Stagehand Prejudice Suit To Proceed

A stagehand who filed a discrimination claim against the Nashville local theater workers union will be allowed to proceed with a federal lawsuit following a recent appeals court ruling.

Marty Gilbert claimed in a 2009 suit that he faced retaliation from the Local 46 of the International Alliance of Theatrical Stage Employees after he complained that another member used a gay slur against him and threatened to stab him while working the 2007 CMA Awards show.

Gilbert, who is gay, also claimed in the suit that union officials stopped referring him for jobs and refused to respond to additional complaints he made after another union member made anti-gay comments during a meeting.

In the appeals court opinion, Judges Jeffrey Sutton and Deborah Cook wrote that there is no doubt that “the events Gilbert describes, if true, are at least in bad taste if not themselves deserving of condemnation.” The ruling instructed a federal court in Nashville to reinstate Gilbert’s suit against Local 46.

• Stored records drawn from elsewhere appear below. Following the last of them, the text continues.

//! Feature Alignment - reconcile arbitrary input with the reference schema
//!
//! Steps, in order:
//! 1. drop non-feature columns (index, labels)
//! 2. fill schema columns absent from the input with `0.0`
//! 3. select schema columns in schema order, ignoring extras
//! 4. pad one trailing `Dummy_Feature` when the model expects exactly one
//!    more input than the schema provides
//!
//! Missing values inside a present column (`null`, empty cell) become
//! `NaN` and are left to the model's default-branch handling.

use std::collections::HashMap;

use serde_json::{Map, Value};

use super::schema::{FeatureSchema, DUMMY_FEATURE};
use super::{FeatureError, FeatureFrame, FeatureMatrix};

/// Value used for schema columns absent from the input
pub const MISSING_FILL: f32 = 0.0;

/// Input accepted by [`prepare_features`]
#[derive(Debug, Clone, Copy)]
pub enum FeatureInput<'a> {
    /// Single record: feature name → value
    Record(&'a Map<String, Value>),
    /// Batch upload
    Frame(&'a FeatureFrame),
}

/// Align input to the schema and produce the model's input matrix.
///
/// `expected_width` is the model's input width when known; it only
/// controls dummy padding.
pub fn prepare_features(
    input: FeatureInput<'_>,
    schema: &FeatureSchema,
    expected_width: Option<usize>,
) -> Result<FeatureMatrix, FeatureError> {
    match input {
        FeatureInput::Record(record) => prepare_record(record, schema, expected_width),
        FeatureInput::Frame(frame) => prepare_frame(frame, schema, expected_width),
    }
}

// ============================================================================
// PLAN
// ============================================================================

/// Where each schema column comes from in the input
struct Alignment {
    sources: Vec<Option<usize>>,
    pad: bool,
}

impl Alignment {
    fn plan<'a, I>(schema: &FeatureSchema, input_columns: I, expected_width: Option<usize>) -> Self
    where
        I: IntoIterator<Item = &'a str>,
    {
        let mut positions: HashMap<&str, usize> = HashMap::new();
        for (i, name) in input_columns.into_iter().enumerate() {
            let name = name.trim();
            if schema.is_excluded(name) {
                continue;
            }
            positions.entry(name).or_insert(i);
        }

        let sources: Vec<Option<usize>> = schema
            .columns()
            .iter()
            .map(|c| positions.get(c.as_str()).copied())
            .collect();

        let missing: Vec<&str> = schema
            .columns()
            .iter()
            .zip(&sources)
            .filter(|(_, src)| src.is_none())
            .map(|(c, _)| c.as_str())
            .collect();
        if !missing.is_empty() {
            tracing::warn!(
                "Missing features ({}), filling with {}: {:?}",
                missing.len(),
                MISSING_FILL,
                missing
            );
        }

        let pad = expected_width == Some(schema.len() + 1);

        Self { sources, pad }
    }

    fn width(&self) -> usize {
        self.sources.len() + usize::from(self.pad)
    }

    fn columns(&self, schema: &FeatureSchema) -> Vec<String> {
        let mut columns = schema.columns().to_vec();
        if self.pad {
            columns.push(DUMMY_FEATURE.to_string());
        }
        columns
    }
}

// ============================================================================
// RECORD / FRAME
// ============================================================================

fn prepare_record(
    record: &Map<String, Value>,
    schema: &FeatureSchema,
    expected_width: Option<usize>,
) -> Result<FeatureMatrix, FeatureError> {
    let keys: Vec<&str> = record.keys().map(String::as_str).collect();
    let values: Vec<&Value> = record.values().collect();
    let plan = Alignment::plan(schema, keys.iter().copied(), expected_width);

    let mut data = Vec::with_capacity(plan.width());
    for (column, src) in schema.columns().iter().zip(&plan.sources) {
        let value = match src {
            Some(i) => coerce_json(values[*i]).ok_or_else(|| FeatureError::InvalidValue {
                column: column.clone(),
                row: None,
                value: values[*i].to_string(),
            })?,
            None => MISSING_FILL,
        };
        data.push(value);
    }
    if plan.pad {
        data.push(MISSING_FILL);
    }

    Ok(FeatureMatrix::new(plan.columns(schema), data))
}

fn prepare_frame(
    frame: &FeatureFrame,
    schema: &FeatureSchema,
    expected_width: Option<usize>,
) -> Result<FeatureMatrix, FeatureError> {
    let plan = Alignment::plan(schema, frame.header().iter().map(String::as_str), expected_width);

    let mut data = Vec::with_capacity(plan.width() * frame.len());
    for (r, row) in frame.rows().iter().enumerate() {
        for (column, src) in schema.columns().iter().zip(&plan.sources) {
            let value = match src {
                Some(i) => {
                    let cell = row.get(*i).map(String::as_str).unwrap_or("");
                    parse_cell(cell).ok_or_else(|| FeatureError::InvalidValue {
                        column: column.clone(),
                        row: Some(r + 1),
                        value: cell.to_string(),
                    })?
                }
                None => MISSING_FILL,
            };
            data.push(value);
        }
        if plan.pad {
            data.push(MISSING_FILL);
        }
    }

    Ok(FeatureMatrix::new(plan.columns(schema), data))
}

// ============================================================================
// COERCION
// ============================================================================

/// JSON value → feature value. `None` for arrays, objects, junk strings.
pub fn coerce_json(value: &Value) -> Option<f32> {
    match value {
        Value::Number(n) => n.as_f64().map(|v| v as f32),
        Value::Bool(b) => Some(if *b { 1.0 } else { 0.0 }),
        Value::Null => Some(f32::NAN),
        Value::String(s) => parse_cell(s),
        Value::Array(_) | Value::Object(_) => None,
    }
}

/// Text cell → feature value. Empty is missing; `inf`/`Infinity`/`NaN`
/// are accepted in any case.
pub fn parse_cell(cell: &str) -> Option<f32> {
    let cell = cell.trim();
    if cell.is_empty() {
        return Some(f32::NAN);
    }
    cell.parse::<f32>().ok()
}

// ============================================================================
// TESTS
// ============================================================================
//! Request/response models

pub mod model_info;
pub mod prediction;

pub use model_info::*;
pub use prediction::*;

Attorneys for Local 46 have maintained the union never discriminated against or failed to represent Gilbert.

While the case may now proceed, Gilbert won’t be able to follow through on all of his original claims. The appellate court found he had no grounds to sue IATSE because he couldn’t prove it was involved with Local 46’s decisions. The court also dismissed his claims against the Country Music Association and Country Music Television.

Gilbert’s suit seeks lost wages, damages and reinstatement in the union.